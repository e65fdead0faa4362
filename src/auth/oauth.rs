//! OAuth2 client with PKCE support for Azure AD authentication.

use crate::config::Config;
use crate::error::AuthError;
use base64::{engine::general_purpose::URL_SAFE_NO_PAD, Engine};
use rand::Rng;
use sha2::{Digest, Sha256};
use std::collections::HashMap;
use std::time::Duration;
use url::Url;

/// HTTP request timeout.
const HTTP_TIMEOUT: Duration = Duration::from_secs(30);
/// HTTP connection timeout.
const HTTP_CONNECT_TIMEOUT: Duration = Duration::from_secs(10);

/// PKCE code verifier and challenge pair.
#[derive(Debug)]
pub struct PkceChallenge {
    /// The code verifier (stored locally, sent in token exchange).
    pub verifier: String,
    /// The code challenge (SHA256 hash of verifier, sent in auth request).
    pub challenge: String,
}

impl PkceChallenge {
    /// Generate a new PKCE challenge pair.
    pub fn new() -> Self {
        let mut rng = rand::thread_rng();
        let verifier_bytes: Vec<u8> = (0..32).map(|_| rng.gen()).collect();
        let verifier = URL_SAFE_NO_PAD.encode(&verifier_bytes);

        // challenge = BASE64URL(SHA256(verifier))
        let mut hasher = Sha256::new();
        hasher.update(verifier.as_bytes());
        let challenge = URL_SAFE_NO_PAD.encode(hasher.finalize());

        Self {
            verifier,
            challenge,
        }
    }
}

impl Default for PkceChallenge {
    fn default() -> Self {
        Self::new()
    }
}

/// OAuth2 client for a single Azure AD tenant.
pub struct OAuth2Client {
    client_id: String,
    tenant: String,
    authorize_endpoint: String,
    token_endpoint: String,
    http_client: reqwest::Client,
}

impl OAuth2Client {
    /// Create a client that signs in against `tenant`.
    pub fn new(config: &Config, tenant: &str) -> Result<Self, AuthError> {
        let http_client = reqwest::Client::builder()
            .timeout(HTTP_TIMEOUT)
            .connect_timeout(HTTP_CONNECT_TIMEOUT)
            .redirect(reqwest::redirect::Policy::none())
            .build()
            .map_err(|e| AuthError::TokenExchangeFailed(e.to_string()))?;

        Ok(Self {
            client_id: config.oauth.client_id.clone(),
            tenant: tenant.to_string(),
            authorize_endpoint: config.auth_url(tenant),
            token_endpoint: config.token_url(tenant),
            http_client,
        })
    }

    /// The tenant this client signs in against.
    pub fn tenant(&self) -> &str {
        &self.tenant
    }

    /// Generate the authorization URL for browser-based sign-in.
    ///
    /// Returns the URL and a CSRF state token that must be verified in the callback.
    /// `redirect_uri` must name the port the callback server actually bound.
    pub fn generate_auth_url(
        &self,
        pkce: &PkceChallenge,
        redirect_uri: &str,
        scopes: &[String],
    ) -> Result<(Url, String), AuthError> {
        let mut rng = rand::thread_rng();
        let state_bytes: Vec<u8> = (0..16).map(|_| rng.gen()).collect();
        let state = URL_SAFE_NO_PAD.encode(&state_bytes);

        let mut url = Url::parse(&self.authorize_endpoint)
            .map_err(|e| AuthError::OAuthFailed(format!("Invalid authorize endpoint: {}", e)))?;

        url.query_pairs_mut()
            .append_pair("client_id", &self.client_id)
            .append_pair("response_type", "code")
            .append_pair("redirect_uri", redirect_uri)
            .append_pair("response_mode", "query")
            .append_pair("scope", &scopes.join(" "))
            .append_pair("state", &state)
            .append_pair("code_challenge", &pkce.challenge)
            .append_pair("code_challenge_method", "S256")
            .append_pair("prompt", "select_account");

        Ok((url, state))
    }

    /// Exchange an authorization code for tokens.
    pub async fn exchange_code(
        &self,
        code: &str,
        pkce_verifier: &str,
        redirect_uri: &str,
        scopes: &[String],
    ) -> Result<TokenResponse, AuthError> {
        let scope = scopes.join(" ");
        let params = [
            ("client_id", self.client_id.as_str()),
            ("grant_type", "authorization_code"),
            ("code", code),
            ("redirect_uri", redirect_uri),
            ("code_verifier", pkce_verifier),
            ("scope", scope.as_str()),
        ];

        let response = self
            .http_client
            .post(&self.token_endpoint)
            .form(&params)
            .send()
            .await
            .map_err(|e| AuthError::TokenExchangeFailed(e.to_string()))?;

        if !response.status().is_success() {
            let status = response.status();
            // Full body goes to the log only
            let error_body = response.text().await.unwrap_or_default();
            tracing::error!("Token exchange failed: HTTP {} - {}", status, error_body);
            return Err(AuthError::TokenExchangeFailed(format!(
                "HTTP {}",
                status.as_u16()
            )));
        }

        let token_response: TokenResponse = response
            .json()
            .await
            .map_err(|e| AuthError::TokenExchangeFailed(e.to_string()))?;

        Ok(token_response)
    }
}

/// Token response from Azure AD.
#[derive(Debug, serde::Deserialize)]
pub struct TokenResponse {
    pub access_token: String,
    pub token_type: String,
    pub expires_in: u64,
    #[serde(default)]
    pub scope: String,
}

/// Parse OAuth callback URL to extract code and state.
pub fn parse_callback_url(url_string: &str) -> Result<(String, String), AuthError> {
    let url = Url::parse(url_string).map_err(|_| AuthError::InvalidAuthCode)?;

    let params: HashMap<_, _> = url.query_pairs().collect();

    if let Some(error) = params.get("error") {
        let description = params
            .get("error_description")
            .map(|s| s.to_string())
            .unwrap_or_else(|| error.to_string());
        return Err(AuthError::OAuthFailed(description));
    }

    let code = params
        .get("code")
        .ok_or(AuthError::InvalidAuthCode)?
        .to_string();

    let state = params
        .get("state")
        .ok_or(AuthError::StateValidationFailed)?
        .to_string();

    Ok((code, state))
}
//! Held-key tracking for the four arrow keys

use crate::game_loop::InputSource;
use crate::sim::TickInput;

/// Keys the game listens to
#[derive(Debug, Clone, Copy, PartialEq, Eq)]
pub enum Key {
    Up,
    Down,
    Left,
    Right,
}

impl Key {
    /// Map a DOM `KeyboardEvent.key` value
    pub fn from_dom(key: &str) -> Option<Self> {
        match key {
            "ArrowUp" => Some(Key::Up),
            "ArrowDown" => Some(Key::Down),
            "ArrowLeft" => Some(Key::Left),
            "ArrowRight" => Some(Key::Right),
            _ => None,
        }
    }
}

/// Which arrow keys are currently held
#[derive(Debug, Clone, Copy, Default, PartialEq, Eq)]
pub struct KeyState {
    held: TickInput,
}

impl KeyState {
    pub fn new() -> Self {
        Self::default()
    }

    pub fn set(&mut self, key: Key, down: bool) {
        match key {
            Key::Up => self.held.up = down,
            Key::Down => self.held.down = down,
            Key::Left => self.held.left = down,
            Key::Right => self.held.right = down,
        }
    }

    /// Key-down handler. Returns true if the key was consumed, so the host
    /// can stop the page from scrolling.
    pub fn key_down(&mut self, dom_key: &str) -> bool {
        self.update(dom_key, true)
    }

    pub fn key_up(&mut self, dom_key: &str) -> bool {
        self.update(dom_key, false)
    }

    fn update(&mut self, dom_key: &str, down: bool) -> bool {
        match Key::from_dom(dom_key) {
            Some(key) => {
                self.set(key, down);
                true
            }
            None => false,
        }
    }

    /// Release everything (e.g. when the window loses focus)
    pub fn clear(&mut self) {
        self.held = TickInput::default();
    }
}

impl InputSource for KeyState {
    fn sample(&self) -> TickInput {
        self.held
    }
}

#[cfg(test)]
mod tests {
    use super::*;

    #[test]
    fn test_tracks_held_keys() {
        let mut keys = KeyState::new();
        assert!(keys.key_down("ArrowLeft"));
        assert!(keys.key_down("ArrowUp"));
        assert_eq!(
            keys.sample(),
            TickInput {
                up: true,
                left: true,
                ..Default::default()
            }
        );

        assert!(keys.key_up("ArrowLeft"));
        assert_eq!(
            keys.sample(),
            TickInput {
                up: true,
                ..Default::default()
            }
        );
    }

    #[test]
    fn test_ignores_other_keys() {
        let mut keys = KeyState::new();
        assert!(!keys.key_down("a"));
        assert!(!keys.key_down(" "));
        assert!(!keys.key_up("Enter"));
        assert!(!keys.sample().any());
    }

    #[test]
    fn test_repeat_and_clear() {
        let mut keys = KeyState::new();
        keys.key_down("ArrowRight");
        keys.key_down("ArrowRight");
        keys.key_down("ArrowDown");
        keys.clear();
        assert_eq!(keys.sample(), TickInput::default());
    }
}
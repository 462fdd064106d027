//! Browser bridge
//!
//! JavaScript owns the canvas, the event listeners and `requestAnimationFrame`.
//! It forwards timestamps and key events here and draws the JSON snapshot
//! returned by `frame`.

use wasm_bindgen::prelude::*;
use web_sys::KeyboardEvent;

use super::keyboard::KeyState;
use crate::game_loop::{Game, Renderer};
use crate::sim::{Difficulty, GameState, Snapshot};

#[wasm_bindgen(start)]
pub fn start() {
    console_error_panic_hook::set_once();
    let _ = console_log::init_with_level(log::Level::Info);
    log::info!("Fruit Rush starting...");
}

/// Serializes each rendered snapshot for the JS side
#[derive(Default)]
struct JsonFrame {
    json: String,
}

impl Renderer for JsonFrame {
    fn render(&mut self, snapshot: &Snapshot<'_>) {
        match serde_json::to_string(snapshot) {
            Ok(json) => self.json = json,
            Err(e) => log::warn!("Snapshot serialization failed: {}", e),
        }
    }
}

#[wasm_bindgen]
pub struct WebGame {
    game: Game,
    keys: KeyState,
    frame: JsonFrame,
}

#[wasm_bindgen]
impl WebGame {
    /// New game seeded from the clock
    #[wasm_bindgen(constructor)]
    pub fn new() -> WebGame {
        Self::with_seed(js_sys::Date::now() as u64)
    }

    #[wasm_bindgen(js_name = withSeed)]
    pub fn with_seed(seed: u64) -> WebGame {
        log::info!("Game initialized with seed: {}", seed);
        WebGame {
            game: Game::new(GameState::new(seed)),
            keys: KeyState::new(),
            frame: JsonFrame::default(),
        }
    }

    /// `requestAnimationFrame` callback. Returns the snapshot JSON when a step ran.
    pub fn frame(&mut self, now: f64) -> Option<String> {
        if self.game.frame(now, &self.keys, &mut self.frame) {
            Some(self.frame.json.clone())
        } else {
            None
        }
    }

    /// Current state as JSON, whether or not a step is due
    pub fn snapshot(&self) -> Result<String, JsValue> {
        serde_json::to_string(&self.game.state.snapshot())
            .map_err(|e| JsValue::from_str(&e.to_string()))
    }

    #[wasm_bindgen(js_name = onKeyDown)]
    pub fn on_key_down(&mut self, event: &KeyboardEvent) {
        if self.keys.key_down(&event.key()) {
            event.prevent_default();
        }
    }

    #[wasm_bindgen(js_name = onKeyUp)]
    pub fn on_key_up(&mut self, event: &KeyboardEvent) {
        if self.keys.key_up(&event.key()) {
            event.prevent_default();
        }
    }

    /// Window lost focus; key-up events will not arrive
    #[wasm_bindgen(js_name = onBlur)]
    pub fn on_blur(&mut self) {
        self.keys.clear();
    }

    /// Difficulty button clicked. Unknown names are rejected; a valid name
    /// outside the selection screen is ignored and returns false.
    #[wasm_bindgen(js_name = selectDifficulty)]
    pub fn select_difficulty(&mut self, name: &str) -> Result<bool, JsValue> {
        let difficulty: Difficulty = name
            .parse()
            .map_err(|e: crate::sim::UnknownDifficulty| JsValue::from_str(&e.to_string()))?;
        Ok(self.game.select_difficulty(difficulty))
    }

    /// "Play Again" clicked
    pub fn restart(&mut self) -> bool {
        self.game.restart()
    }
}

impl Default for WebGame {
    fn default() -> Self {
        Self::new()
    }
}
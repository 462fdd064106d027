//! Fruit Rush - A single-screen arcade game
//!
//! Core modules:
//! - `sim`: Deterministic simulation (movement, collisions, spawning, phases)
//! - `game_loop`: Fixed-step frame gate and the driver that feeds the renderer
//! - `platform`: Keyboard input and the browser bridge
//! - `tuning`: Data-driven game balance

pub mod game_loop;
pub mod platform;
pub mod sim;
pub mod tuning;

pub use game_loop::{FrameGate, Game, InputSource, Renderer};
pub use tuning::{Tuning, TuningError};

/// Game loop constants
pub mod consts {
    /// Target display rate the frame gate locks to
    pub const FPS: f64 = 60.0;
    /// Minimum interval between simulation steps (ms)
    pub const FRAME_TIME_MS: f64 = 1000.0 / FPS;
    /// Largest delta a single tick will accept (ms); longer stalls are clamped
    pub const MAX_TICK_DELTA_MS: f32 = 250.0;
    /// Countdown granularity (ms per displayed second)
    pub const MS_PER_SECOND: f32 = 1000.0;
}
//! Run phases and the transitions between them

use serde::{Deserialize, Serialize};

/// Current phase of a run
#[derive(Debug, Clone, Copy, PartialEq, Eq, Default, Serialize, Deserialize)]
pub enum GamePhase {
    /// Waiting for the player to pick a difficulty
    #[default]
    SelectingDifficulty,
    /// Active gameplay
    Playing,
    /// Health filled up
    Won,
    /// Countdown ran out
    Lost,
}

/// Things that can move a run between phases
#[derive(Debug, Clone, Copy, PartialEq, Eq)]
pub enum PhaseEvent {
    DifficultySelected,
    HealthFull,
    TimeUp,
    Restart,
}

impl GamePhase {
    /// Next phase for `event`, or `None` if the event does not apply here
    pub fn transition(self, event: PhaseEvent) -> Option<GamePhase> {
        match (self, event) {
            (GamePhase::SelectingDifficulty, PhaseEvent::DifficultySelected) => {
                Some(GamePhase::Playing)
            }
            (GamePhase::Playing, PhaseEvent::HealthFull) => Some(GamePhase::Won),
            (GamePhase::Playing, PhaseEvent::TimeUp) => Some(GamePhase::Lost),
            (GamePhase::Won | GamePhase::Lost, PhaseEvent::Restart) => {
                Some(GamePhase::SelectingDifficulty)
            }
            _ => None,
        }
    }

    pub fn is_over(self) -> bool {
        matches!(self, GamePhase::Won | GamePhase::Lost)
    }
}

•••

- [WHAT YOU WILL DO]:
All lines from the top of the data through the line containing "let challenge = URL_SAFE_NO_PAD.encode(hasher.finalize());" need to be retyped exactly, and nothing more.

- [OUTPUT FOR THIS EXERCISE]:
repository e65fdead0faa4362
filename src/auth/oauth.rs
//! OAuth2 client with PKCE support for Azure AD authentication.

use crate::config::Config;
use crate::error::AuthError;
use base64::{engine::general_purpose::URL_SAFE_NO_PAD, Engine};
use rand::Rng;
use sha2::{Digest, Sha256};
use std::collections::HashMap;
use std::time::Duration;
use url::Url;

/// HTTP request timeout.
const HTTP_TIMEOUT: Duration = Duration::from_secs(30);
/// HTTP connection timeout.
const HTTP_CONNECT_TIMEOUT: Duration = Duration::from_secs(10);

/// PKCE code verifier and challenge pair.
#[derive(Debug)]
pub struct PkceChallenge {
    /// The code verifier (stored locally, sent in token exchange).
    pub verifier: String,
    /// The code challenge (SHA256 hash of verifier, sent in auth request).
    pub challenge: String,
}

impl PkceChallenge {
    /// Generate a new PKCE challenge pair.
    pub fn new() -> Self {
        let mut rng = rand::thread_rng();
        let verifier_bytes: Vec<u8> = (0..32).map(|_| rng.gen()).collect();
        let verifier = URL_SAFE_NO_PAD.encode(&verifier_bytes);

        // challenge = BASE64URL(SHA256(verifier))
        let mut hasher = Sha256::new();
        hasher.update(verifier.as_bytes());
        let challenge = URL_SAFE_NO_PAD.encode(hasher.finalize());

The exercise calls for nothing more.